____ DATA FOR PROCESSING
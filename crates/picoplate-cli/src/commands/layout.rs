use crate::cli::LayoutArgs;
use crate::error::{CliError, Result};
use picoplate::core::geometry::{columns_for, locate, rows_for};
use picoplate::core::models::quadrant::Quadrant;
use picoplate::core::models::well::{PlateLayout, WellCoordinate};

pub fn run(args: LayoutArgs) -> Result<()> {
    if !args.wells.is_empty() {
        for well in &args.wells {
            println!("{}", render_location(well)?);
        }
        return Ok(());
    }

    let quadrants = match args.quadrant {
        Some(quadrant) => vec![quadrant],
        None => Quadrant::ALL.to_vec(),
    };
    let rendered: Vec<String> = quadrants.into_iter().map(render_layout).collect();
    print!("{}", rendered.join("\n"));
    Ok(())
}

/// Renders one 96-well plate as a grid of the 384-well positions it is read from.
pub fn render_layout(quadrant: Quadrant) -> String {
    let layout = PlateLayout::Plate96;
    let columns = columns_for(quadrant);

    let header: String = layout
        .column_labels()
        .map(|column| format!("{:>5}", column))
        .collect();
    let body = layout
        .row_labels()
        .iter()
        .zip(rows_for(quadrant))
        .map(|(label, source_row)| {
            let wells: String = columns
                .iter()
                .map(|&column| format!("{:>5}", format!("{}{}", source_row, column)))
                .collect();
            format!("{:<4}{}\n", label, wells)
        });

    std::iter::once(format!(
        "Plate {} ({}): 96-well position -> 384-well source\n",
        quadrant.position_name(),
        quadrant.long_name()
    ))
    .chain(std::iter::once(format!("    {}\n", header)))
    .chain(body)
    .collect()
}

/// Describes which 96-well plate and position a 384 well is extracted to.
pub fn render_location(well: &WellCoordinate) -> Result<String> {
    let (quadrant, target) = locate(well).ok_or_else(|| {
        CliError::Argument(format!("'{}' is not a well of a 384-well plate", well))
    })?;
    Ok(format!(
        "{} -> plate {} ({}), well {}",
        well,
        quadrant.position_name(),
        quadrant.long_name(),
        target
    ))
}
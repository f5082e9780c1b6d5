/// Events emitted while a conversion runs.
#[derive(Debug, Clone, PartialEq)]
pub enum Progress {
    PhaseStart { name: &'static str },
    PhaseFinish,

    TaskStart { total_steps: u64 },
    TaskIncrement,
    TaskFinish,

    Message(String),
}

pub type ProgressCallback<'a> = Box<dyn Fn(Progress) + Send + Sync + 'a>;

/// Forwards progress events to an optional callback; silent when none is set.
#[derive(Default)]
pub struct ProgressReporter<'a> {
    callback: Option<ProgressCallback<'a>>,
}

impl<'a> ProgressReporter<'a> {
    pub fn new() -> Self {
        Self::default()
    }

    pub fn with_callback(callback: ProgressCallback<'a>) -> Self {
        Self {
            callback: Some(callback),
        }
    }

    #[inline]
    pub fn report(&self, event: Progress) {
        if let Some(cb) = &self.callback {
            cb(event);
        }
    }

    /// Runs `f` between a `PhaseStart` and a `PhaseFinish` event.
    ///
    /// `PhaseFinish` is only reported when `f` succeeds.
    pub fn phase<T, E>(
        &self,
        name: &'static str,
        f: impl FnOnce() -> Result<T, E>,
    ) -> Result<T, E> {
        self.report(Progress::PhaseStart { name });
        let result = f()?;
        self.report(Progress::PhaseFinish);
        Ok(result)
    }
}

#[cfg(test)]
mod tests {
    use super::*;
    use std::sync::{Arc, Mutex};

    fn recording_reporter() -> (ProgressReporter<'static>, Arc<Mutex<Vec<Progress>>>) {
        let events = Arc::new(Mutex::new(Vec::new()));
        let sink = events.clone();
        let reporter = ProgressReporter::with_callback(Box::new(move |event| {
            sink.lock().unwrap().push(event);
        }));
        (reporter, events)
    }

    #[test]
    fn reporter_without_callback_is_silent() {
        let reporter = ProgressReporter::new();
        reporter.report(Progress::Message("ignored".into()));
    }

    #[test]
    fn phase_wraps_successful_work_in_start_and_finish() {
        let (reporter, events) = recording_reporter();
        let value: Result<u32, ()> = reporter.phase("Parsing reads", || Ok(7));
        assert_eq!(value, Ok(7));
        assert_eq!(
            *events.lock().unwrap(),
            [
                Progress::PhaseStart {
                    name: "Parsing reads"
                },
                Progress::PhaseFinish
            ]
        );
    }

    #[test]
    fn failed_phase_does_not_report_finish() {
        let (reporter, events) = recording_reporter();
        let value: Result<(), &str> = reporter.phase("Resolving standards", || Err("boom"));
        assert_eq!(value, Err("boom"));
        assert_eq!(events.lock().unwrap().len(), 1);
    }
}
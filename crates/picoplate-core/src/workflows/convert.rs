use crate::core::error::PlateError;
use crate::core::extraction::extract_quadrant;
use crate::core::io::export::ExportSink;
use crate::core::io::reads::{ReadsFile, ReadsMetadata};
use crate::core::io::sheet::{Sheet, raw_sheet, standard_sheet, sub_plate_sheet};
use crate::core::io::standards::StandardsFile;
use crate::core::io::traits::PlateFile;
use crate::core::models::matrix::PlateMatrix;
use crate::core::models::quadrant::Quadrant;
use crate::core::models::standard::StandardCurve;
use crate::engine::config::{ConversionConfig, SubPlateSelection};
use crate::engine::error::EngineError;
use crate::engine::progress::{Progress, ProgressReporter};
use std::io::BufRead;
use std::path::Path;
use tracing::{debug, info, instrument};

pub const PHASE_PARSING_READS: &str = "Parsing reads";
pub const PHASE_RESOLVING_STANDARDS: &str = "Resolving standards";
pub const PHASE_EXTRACTING: &str = "Extracting sub-plates";
pub const PHASE_EXPORTING: &str = "Exporting sheets";

/// A 96-well plate extracted from the raw matrix, with the sheet it is exported as.
#[derive(Debug, Clone, PartialEq)]
pub struct SubPlate {
    pub quadrant: Quadrant,
    pub sheet_name: String,
    pub matrix: PlateMatrix,
}

#[derive(Debug, Clone, PartialEq)]
pub struct ConversionResult {
    pub raw: PlateMatrix,
    pub standards: StandardCurve,
    pub sub_plates: Vec<SubPlate>,
    pub reads_metadata: ReadsMetadata,
}

impl ConversionResult {
    /// Every sheet of the export, in write order: `raw`, `standard`, then one sheet
    /// per requested sub-plate in the order a1, b1, a2, b2.
    pub fn sheets(&self) -> Vec<Sheet> {
        let mut sheets = Vec::with_capacity(2 + self.sub_plates.len());
        sheets.push(raw_sheet(&self.raw));
        sheets.push(standard_sheet(&self.standards));
        sheets.extend(
            self.sub_plates
                .iter()
                .map(|plate| sub_plate_sheet(&plate.sheet_name, &plate.matrix)),
        );
        sheets
    }

    pub fn sub_plate(&self, quadrant: Quadrant) -> Option<&SubPlate> {
        self.sub_plates.iter().find(|p| p.quadrant == quadrant)
    }
}

/// Runs a full conversion from the files named in `config` and writes the result to
/// `sink`.
///
/// Nothing is written to `sink` unless both inputs parse and every standard well
/// resolves.
#[instrument(skip_all, name = "conversion_workflow")]
pub fn run(
    config: &ConversionConfig,
    sink: &mut dyn ExportSink,
    reporter: &ProgressReporter,
) -> Result<ConversionResult, EngineError> {
    info!(
        reads = %config.reads_path.display(),
        standards = %config.standards_path.display(),
        "Starting plate conversion."
    );

    let (raw, reads_metadata) = reporter
        .phase(PHASE_PARSING_READS, || {
            ReadsFile::read_from_path(&config.reads_path)
        })
        .map_err(|source| input_error(&config.reads_path, source))?;

    let standards = reporter.phase(
        PHASE_RESOLVING_STANDARDS,
        || -> Result<StandardCurve, EngineError> {
            let definitions = StandardsFile::read_from_path(&config.standards_path)
                .map_err(|source| input_error(&config.standards_path, source))?;
            Ok(definitions.resolve(&raw)?)
        },
    )?;

    let result = assemble(raw, reads_metadata, standards, &config.sub_plates, reporter)?;
    export(&result, sink, reporter)?;

    info!(
        "Conversion finished: {} standard well(s), {} sub-plate(s).",
        result.standards.len(),
        result.sub_plates.len()
    );
    Ok(result)
}

/// Builds every output of a conversion from in-memory readers, without exporting.
pub fn convert(
    reads: &mut impl BufRead,
    standards: &mut impl BufRead,
    sub_plates: &SubPlateSelection,
    reporter: &ProgressReporter,
) -> Result<ConversionResult, EngineError> {
    let (raw, reads_metadata) =
        reporter.phase(PHASE_PARSING_READS, || ReadsFile::read_from(reads))?;
    let curve = reporter.phase(
        PHASE_RESOLVING_STANDARDS,
        || -> Result<StandardCurve, PlateError> {
            StandardsFile::read_from(standards)?.resolve(&raw)
        },
    )?;
    assemble(raw, reads_metadata, curve, sub_plates, reporter)
}

/// Writes the sheets of `result` to `sink` in order, then finishes the sink.
pub fn export(
    result: &ConversionResult,
    sink: &mut dyn ExportSink,
    reporter: &ProgressReporter,
) -> Result<(), EngineError> {
    let sheets = result.sheets();
    reporter.phase(PHASE_EXPORTING, || -> Result<(), EngineError> {
        reporter.report(Progress::TaskStart {
            total_steps: sheets.len() as u64,
        });
        for sheet in &sheets {
            sink.write_sheet(sheet)?;
            debug!("Exported sheet '{}'.", sheet.name());
            reporter.report(Progress::TaskIncrement);
        }
        reporter.report(Progress::TaskFinish);
        sink.finish()?;
        Ok(())
    })
}

fn assemble(
    raw: PlateMatrix,
    reads_metadata: ReadsMetadata,
    standards: StandardCurve,
    selection: &SubPlateSelection,
    reporter: &ProgressReporter,
) -> Result<ConversionResult, EngineError> {
    if !reads_metadata.skipped_lines.is_empty() {
        reporter.report(Progress::Message(format!(
            "Skipped {} non-data line(s) in the reads file",
            reads_metadata.skipped_lines.len()
        )));
    }

    let sub_plates = reporter.phase(PHASE_EXTRACTING, || -> Result<_, EngineError> {
        reporter.report(Progress::TaskStart {
            total_steps: selection.len() as u64,
        });
        let plates = selection
            .targets()
            .iter()
            .map(|target| -> Result<SubPlate, EngineError> {
                let matrix = extract_quadrant(&raw, target.quadrant)?;
                reporter.report(Progress::TaskIncrement);
                Ok(SubPlate {
                    quadrant: target.quadrant,
                    sheet_name: target.sheet_name.clone(),
                    matrix,
                })
            })
            .collect::<Result<Vec<_>, EngineError>>()?;
        reporter.report(Progress::TaskFinish);
        Ok(plates)
    })?;

    Ok(ConversionResult {
        raw,
        standards,
        sub_plates,
        reads_metadata,
    })
}

fn input_error(path: &Path, source: PlateError) -> EngineError {
    EngineError::Input {
        path: path.display().to_string(),
        source,
    }
}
________
YOUR OBJECTIVE:
Starting at the line that contains "let value: Result<(), &str>" and stopping after the line that contains "b1, a2, b2.", write out every line exactly as it appears above, and no other line.

SOLUTION TO THIS PROBLEM:
        let value: Result<(), &str> = reporter.phase("Resolving standards", || Err("boom"));
        assert_eq!(value, Err("boom"));
        assert_eq!(events.lock().unwrap().len(), 1);
    }
}
filename crates/picoplate-core/src/workflows/convert.rs
use crate::core::error::PlateError;
use crate::core::extraction::extract_quadrant;
use crate::core::io::export::ExportSink;
use crate::core::io::reads::{ReadsFile, ReadsMetadata};
use crate::core::io::sheet::{Sheet, raw_sheet, standard_sheet, sub_plate_sheet};
use crate::core::io::standards::StandardsFile;
use crate::core::io::traits::PlateFile;
use crate::core::models::matrix::PlateMatrix;
use crate::core::models::quadrant::Quadrant;
use crate::core::models::standard::StandardCurve;
use crate::engine::config::{ConversionConfig, SubPlateSelection};
use crate::engine::error::EngineError;
use crate::engine::progress::{Progress, ProgressReporter};
use std::io::BufRead;
use std::path::Path;
use tracing::{debug, info, instrument};

pub const PHASE_PARSING_READS: &str = "Parsing reads";
pub const PHASE_RESOLVING_STANDARDS: &str = "Resolving standards";
pub const PHASE_EXTRACTING: &str = "Extracting sub-plates";
pub const PHASE_EXPORTING: &str = "Exporting sheets";

/// A 96-well plate extracted from the raw matrix, with the sheet it is exported as.
#[derive(Debug, Clone, PartialEq)]
pub struct SubPlate {
    pub quadrant: Quadrant,
    pub sheet_name: String,
    pub matrix: PlateMatrix,
}

#[derive(Debug, Clone, PartialEq)]
pub struct ConversionResult {
    pub raw: PlateMatrix,
    pub standards: StandardCurve,
    pub sub_plates: Vec<SubPlate>,
    pub reads_metadata: ReadsMetadata,
}

impl ConversionResult {
    /// Every sheet of the export, in write order: `raw`, `standard`, then one sheet
    /// per requested sub-plate in the order a1, b1, a2, b2.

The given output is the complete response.